[[ Data for review open ]]

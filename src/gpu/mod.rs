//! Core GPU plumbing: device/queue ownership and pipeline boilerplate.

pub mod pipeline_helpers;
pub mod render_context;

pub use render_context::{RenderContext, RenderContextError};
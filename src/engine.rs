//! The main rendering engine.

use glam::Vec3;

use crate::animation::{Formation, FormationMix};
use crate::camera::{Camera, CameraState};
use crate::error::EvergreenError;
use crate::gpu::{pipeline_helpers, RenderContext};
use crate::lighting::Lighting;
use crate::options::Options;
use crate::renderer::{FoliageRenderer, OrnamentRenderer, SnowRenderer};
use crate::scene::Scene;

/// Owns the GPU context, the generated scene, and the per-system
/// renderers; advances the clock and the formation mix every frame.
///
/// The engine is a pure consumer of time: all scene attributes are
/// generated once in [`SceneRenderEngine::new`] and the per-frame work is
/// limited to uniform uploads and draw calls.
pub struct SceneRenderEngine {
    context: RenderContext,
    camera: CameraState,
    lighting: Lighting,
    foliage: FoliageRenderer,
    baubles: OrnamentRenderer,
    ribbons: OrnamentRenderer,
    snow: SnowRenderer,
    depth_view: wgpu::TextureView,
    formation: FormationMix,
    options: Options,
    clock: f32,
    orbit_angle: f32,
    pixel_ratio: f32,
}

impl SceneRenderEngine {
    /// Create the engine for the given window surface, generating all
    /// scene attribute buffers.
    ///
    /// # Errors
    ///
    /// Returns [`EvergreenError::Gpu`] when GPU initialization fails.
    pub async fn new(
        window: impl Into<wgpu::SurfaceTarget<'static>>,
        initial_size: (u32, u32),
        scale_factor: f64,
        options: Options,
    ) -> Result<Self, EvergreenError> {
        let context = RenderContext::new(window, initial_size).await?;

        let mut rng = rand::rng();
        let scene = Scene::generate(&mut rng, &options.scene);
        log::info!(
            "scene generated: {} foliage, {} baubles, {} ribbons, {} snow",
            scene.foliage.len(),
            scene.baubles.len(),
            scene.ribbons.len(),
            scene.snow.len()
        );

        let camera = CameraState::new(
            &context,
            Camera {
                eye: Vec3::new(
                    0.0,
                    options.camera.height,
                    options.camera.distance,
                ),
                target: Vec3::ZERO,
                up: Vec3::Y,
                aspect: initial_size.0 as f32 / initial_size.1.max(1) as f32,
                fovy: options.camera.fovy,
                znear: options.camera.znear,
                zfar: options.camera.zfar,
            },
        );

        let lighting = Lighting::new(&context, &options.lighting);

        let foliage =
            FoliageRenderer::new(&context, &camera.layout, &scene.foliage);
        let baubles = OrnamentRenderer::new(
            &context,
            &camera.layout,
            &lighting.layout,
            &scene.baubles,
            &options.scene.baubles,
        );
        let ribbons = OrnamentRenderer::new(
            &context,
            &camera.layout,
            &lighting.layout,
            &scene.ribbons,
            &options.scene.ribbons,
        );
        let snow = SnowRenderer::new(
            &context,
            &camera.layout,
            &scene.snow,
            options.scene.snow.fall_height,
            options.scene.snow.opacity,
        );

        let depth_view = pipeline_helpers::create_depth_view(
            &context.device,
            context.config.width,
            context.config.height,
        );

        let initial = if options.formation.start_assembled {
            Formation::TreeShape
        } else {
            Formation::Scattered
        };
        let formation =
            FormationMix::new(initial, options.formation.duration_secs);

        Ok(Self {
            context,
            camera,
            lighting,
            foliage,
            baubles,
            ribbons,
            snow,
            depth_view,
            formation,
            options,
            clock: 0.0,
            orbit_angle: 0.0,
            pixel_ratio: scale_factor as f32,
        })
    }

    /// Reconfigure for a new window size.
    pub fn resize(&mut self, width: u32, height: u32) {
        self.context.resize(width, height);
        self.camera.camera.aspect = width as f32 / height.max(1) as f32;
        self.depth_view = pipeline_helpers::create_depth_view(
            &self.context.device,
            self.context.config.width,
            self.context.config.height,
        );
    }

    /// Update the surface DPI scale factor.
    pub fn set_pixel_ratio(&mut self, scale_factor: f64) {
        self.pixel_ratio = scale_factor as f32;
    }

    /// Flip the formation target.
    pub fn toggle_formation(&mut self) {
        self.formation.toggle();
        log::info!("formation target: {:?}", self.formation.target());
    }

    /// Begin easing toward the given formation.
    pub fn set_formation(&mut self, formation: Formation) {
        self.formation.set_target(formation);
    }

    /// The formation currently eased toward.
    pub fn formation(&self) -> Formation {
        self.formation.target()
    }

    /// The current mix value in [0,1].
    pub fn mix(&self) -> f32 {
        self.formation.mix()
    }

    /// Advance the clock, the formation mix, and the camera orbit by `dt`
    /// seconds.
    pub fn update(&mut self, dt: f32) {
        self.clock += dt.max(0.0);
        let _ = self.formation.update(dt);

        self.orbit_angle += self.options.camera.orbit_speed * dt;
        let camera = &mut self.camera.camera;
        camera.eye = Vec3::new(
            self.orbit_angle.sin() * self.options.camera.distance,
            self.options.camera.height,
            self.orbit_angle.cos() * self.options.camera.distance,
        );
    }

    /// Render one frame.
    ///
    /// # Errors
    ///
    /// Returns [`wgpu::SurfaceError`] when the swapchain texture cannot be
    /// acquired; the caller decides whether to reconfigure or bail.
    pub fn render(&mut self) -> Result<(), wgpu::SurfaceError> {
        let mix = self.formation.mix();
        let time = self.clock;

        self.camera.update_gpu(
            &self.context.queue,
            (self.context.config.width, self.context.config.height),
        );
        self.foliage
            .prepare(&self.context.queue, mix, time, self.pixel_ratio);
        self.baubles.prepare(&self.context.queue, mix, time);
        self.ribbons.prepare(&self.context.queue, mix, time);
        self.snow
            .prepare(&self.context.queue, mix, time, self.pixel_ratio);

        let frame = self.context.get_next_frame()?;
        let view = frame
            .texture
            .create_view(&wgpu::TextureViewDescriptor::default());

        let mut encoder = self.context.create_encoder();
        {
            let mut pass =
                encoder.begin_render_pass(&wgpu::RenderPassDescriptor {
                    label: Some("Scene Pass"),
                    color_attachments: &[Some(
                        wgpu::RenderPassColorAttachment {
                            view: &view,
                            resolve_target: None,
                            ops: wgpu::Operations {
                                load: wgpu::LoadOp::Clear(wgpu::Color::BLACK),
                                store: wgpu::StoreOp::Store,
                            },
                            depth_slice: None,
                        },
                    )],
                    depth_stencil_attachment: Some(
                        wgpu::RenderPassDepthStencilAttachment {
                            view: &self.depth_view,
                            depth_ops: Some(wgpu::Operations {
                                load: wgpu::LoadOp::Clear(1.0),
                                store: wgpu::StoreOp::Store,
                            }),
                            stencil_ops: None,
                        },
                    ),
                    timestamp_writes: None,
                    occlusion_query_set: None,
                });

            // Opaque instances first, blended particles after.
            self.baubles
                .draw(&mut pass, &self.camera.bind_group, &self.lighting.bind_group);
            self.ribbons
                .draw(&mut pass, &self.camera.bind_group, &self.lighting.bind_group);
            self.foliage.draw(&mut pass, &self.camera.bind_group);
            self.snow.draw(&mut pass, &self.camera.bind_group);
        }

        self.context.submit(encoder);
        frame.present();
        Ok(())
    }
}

[[ Data for review closed ]]

(What to do): Look above for the line with "the clock, the"; retype exactly that line, every line after it up to the line with "self.orbit_angle += self.options.camera.orbit_speed", and that line too, nothing else.

(Solution below):
    /// Advance the clock, the formation mix, and the camera orbit by `dt`
    /// seconds.
    pub fn update(&mut self, dt: f32) {
        self.clock += dt.max(0.0);
        let _ = self.formation.update(dt);

        self.orbit_angle += self.options.camera.orbit_speed * dt;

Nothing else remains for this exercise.